Моисей Аронович повернулся к отцу.
– Скажите, Абрам, а чего у меня такое ощущение, что вы мне хотите что-то сказать? Не знаете?
– Знаю. Я таки хочу вам шё-то сказать. И не то, шёбы сказать, а спросить. Если вы не против, конечно.
– Да, да. Прошу. Я весь здесь.
Папа присел с ним рядом на скамейку, и начал разговор.
– Моисей Аронович! Я сразу оговорюсь, шё мои вопросы вам могут показаться удивительными. Так я очень извиняюсь.
– Не извиняйтесь. Я когда-то был учителем в еврейской школе.

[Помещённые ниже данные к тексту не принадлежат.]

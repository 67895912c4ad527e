//! Argument resolution: args, then basket, then defaults.

use std::collections::BTreeMap;

use serde_json::Value;

use crate::basket::{ArgValue, Args, Basket};
use crate::outcome::render_value;

/// Fields checked, in order, when a raw object wraps the real payload.
const WRAPPER_FIELDS: [&str; 3] = ["data", "value", "result"];

/// A value after normalization. Command logic only ever sees this type.
#[derive(Debug, Clone, PartialEq)]
pub struct Resolved(Value);

impl Resolved {
    /// Normalizes a value coming from any producer.
    pub fn from_arg(arg: &ArgValue) -> Self {
        match arg {
            ArgValue::Outcome(outcome) => Resolved(outcome.value().cloned().unwrap_or(Value::Null)),
            ArgValue::Raw(value) => Resolved::from_value(value),
        }
    }

    pub fn from_value(value: &Value) -> Self {
        if let Value::Object(map) = value {
            for field in WRAPPER_FIELDS {
                if let Some(inner) = map.get(field) {
                    return Resolved(inner.clone());
                }
            }
        }
        Resolved(value.clone())
    }

    pub fn value(&self) -> &Value {
        &self.0
    }

    pub fn into_value(self) -> Value {
        self.0
    }

    /// Display text: strings as-is, other JSON rendered.
    pub fn as_text(&self) -> String {
        render_value(&self.0)
    }

    /// Integer view; numeric strings are accepted.
    pub fn as_i64(&self) -> Option<i64> {
        match &self.0 {
            Value::Number(number) => number.as_i64(),
            Value::String(text) => text.trim().parse().ok(),
            _ => None,
        }
    }

    /// True for null and for strings that are empty after trimming.
    pub fn is_blank(&self) -> bool {
        match &self.0 {
            Value::Null => true,
            Value::String(text) => text.trim().is_empty(),
            _ => false,
        }
    }
}

/// Resolves each name in `names`: a value in `args` wins, then one in
/// `basket`, then the default at the same position in `defaults`. Blank
/// values (null, whitespace-only text) fall through to the next tier.
/// Names with no value in any tier are absent from the returned map.
pub fn resolve(
    names: &[&str],
    args: &Args,
    basket: &Basket,
    defaults: &[Option<Value>],
) -> BTreeMap<String, Resolved> {
    let mut resolved = BTreeMap::new();
    for (index, name) in names.iter().enumerate() {
        let default = defaults.get(index).and_then(Option::as_ref);
        if let Some(value) = lookup(name, args, basket, default) {
            resolved.insert((*name).to_string(), value);
        }
    }
    resolved
}

/// Precedence shared by every resolver: non-blank arg, then non-blank
/// basket value, then `default`.
pub fn lookup(
    name: &str,
    args: &Args,
    basket: &Basket,
    default: Option<&Value>,
) -> Option<Resolved> {
    resolve_one(name, args, basket).or_else(|| default.map(Resolved::from_value))
}

/// Resolves a single name from args or basket, skipping blank values.
pub fn resolve_one(name: &str, args: &Args, basket: &Basket) -> Option<Resolved> {
    let present = |value: Option<&ArgValue>| {
        value
            .map(Resolved::from_arg)
            .filter(|value| !value.is_blank())
    };
    present(args.get(name)).or_else(|| present(basket.get(name)))
}

#[cfg(test)]
mod tests {
    use super::*;
    use crate::outcome::Outcome;
    use serde_json::json;

    #[test]
    fn args_take_precedence_over_basket() {
        let args = Args::new().with("subject", "cats");
        let mut basket = Basket::new();
        basket.insert("subject", "dogs");
        basket.insert("type", "dad");

        let resolved = resolve(&["subject", "type"], &args, &basket, &[]);
        assert_eq!(resolved["subject"].as_text(), "cats");
        assert_eq!(resolved["type"].as_text(), "dad");
    }

    #[test]
    fn defaults_are_positional() {
        let resolved = resolve(
            &["a", "b", "c"],
            &Args::new(),
            &Basket::new(),
            &[Some(json!(1)), None],
        );
        assert_eq!(resolved["a"].value(), &json!(1));
        assert!(!resolved.contains_key("b"));
        assert!(!resolved.contains_key("c"));
    }

    #[test]
    fn unwraps_previous_outcomes() {
        let args = Args::new()
            .with("ok", Outcome::answer("payload"))
            .with("bad", Outcome::failure("awi:nope"));
        let resolved = resolve(&["ok", "bad"], &args, &Basket::new(), &[]);
        assert_eq!(resolved["ok"].as_text(), "payload");
        assert!(!resolved.contains_key("bad"));
    }

    #[test]
    fn blank_arg_falls_through_to_basket_then_default() {
        let args = Args::new().with("text", "").with("other", "  ");
        let mut basket = Basket::new();
        basket.insert("text", "from basket");

        let resolved = resolve(&["text", "other"], &args, &basket, &[None, Some(json!("fallback"))]);
        assert_eq!(resolved["text"].as_text(), "from basket");
        assert_eq!(resolved["other"].as_text(), "fallback");
        assert_eq!(
            lookup("text", &args, &basket, None).map(|value| value.as_text()),
            Some("from basket".to_string())
        );
    }

    #[test]
    fn unwraps_wrapper_fields_in_order() {
        assert_eq!(Resolved::from_value(&json!({"data": 1, "value": 2})).value(), &json!(1));
        assert_eq!(Resolved::from_value(&json!({"value": 2, "result": 3})).value(), &json!(2));
        assert_eq!(Resolved::from_value(&json!({"result": 3})).value(), &json!(3));
        assert_eq!(
            Resolved::from_value(&json!({"other": 4})).value(),
            &json!({"other": 4})
        );
        assert_eq!(Resolved::from_value(&json!("raw")).value(), &json!("raw"));
    }

    #[test]
    fn numeric_views() {
        assert_eq!(Resolved::from_value(&json!(" 12 ")).as_i64(), Some(12));
        assert_eq!(Resolved::from_value(&json!(7)).as_i64(), Some(7));
        assert_eq!(Resolved::from_value(&json!("x")).as_i64(), None);
        assert!(Resolved::from_value(&json!("  ")).is_blank());
    }
}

Надо еще что-то объяснять?
– Уже нет, – смеясь, сказал отец.
– Ну, так, прошу.
Отец сделал паузу, и начал.
– Я перейду сразу к делу. Не будем, как говорится, тянуть кота за хвост. Тут пару дней назад случилось несчастье.
– Вы, какое несчастье имеете в виду?
– Я имею в виду убийство. Тут парня молодого убили пару дней назад.
– Так вы что, из милиции? – опешил Моисей Аронович.
– Нет. Я не из милиции. Просто родители погибшего – наши друзья. Они попросили меня опросить тут людей, кое-что выяснить. Может, кто-то шё-то видел, или слышал.
– Теперь я уже извиняюсь, – сказал шахматист. – А чего это они именно вас попросили? Вы что – Шерлок Холмс? Тут милиция уже ходила, спрашивала. Что-то там мерила, фотографировала.
– Нет, нет. Я – не Шерлок Холмс. Меня даже зовут по-другому. Люди меня попросили, потому что они уезжали. Некому ходить в милицию, и узнавать, что да как.
– Люди уехали, в смысле… уехали?
– Ну, да.
– Понятно. Ну и раз вы задаете мне такие вопросы, так значит что-то тут не то. Милиция, видно, не очень быстро ищет. Или вообще не собирается искать? Или ищет, но не может найти. А?
– Моисей Аронович, вы, наверное, математику преподавали?
– …и астрономию.
– Я так и подумал. Что и астрономию.
– Чего?
– Логика и хватка.
Математик пристально посмотрел на отца.